**Directions for this task:** From the line holding "let resolver = resolver::SecretResolver::new(cfg.clone());" to the final line below, restate each line word for word and add nothing.

**Data to use:**

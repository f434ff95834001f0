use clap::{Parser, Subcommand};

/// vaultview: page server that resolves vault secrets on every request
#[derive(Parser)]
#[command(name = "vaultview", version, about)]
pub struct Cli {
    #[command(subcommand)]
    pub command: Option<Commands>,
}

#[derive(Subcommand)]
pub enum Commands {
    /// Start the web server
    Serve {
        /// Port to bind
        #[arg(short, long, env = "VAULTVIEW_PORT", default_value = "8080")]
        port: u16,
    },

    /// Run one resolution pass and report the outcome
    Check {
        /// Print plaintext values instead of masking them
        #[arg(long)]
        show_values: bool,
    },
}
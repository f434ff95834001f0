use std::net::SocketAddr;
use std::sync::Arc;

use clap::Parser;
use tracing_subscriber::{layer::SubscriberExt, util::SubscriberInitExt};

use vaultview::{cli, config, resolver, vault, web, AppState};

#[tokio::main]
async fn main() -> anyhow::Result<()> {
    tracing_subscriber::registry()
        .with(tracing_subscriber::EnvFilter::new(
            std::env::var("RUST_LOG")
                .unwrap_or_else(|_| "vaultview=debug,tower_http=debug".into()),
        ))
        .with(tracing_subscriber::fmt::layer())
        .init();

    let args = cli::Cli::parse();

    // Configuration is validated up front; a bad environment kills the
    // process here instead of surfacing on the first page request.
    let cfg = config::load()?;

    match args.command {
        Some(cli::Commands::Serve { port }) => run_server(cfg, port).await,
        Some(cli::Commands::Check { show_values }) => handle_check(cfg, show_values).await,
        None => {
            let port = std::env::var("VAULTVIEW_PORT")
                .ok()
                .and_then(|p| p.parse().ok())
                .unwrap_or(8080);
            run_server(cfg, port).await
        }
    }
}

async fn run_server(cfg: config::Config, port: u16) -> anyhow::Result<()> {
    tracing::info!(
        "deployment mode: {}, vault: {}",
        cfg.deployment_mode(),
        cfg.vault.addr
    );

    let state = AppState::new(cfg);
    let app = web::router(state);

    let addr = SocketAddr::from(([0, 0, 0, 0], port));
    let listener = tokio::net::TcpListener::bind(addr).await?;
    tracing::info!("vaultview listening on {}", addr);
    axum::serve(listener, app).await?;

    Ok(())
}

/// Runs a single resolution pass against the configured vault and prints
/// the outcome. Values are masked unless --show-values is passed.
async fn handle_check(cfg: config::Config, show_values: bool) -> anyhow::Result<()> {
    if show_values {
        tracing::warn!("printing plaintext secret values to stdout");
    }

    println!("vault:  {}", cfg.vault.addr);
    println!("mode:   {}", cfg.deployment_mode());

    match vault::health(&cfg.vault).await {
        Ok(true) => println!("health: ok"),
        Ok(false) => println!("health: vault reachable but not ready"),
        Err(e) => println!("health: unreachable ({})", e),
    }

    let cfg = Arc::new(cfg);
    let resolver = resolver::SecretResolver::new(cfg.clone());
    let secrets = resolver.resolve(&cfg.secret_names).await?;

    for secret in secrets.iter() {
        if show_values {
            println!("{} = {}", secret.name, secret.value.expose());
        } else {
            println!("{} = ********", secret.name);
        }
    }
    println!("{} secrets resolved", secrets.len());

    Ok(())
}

**Exercise response:**
    let resolver = resolver::SecretResolver::new(cfg.clone());
    let secrets = resolver.resolve(&cfg.secret_names).await?;

    for secret in secrets.iter() {
        if show_values {
            println!("{} = {}", secret.name, secret.value.expose());
        } else {
            println!("{} = ********", secret.name);
        }
    }
    println!("{} secrets resolved", secrets.len());

    Ok(())
}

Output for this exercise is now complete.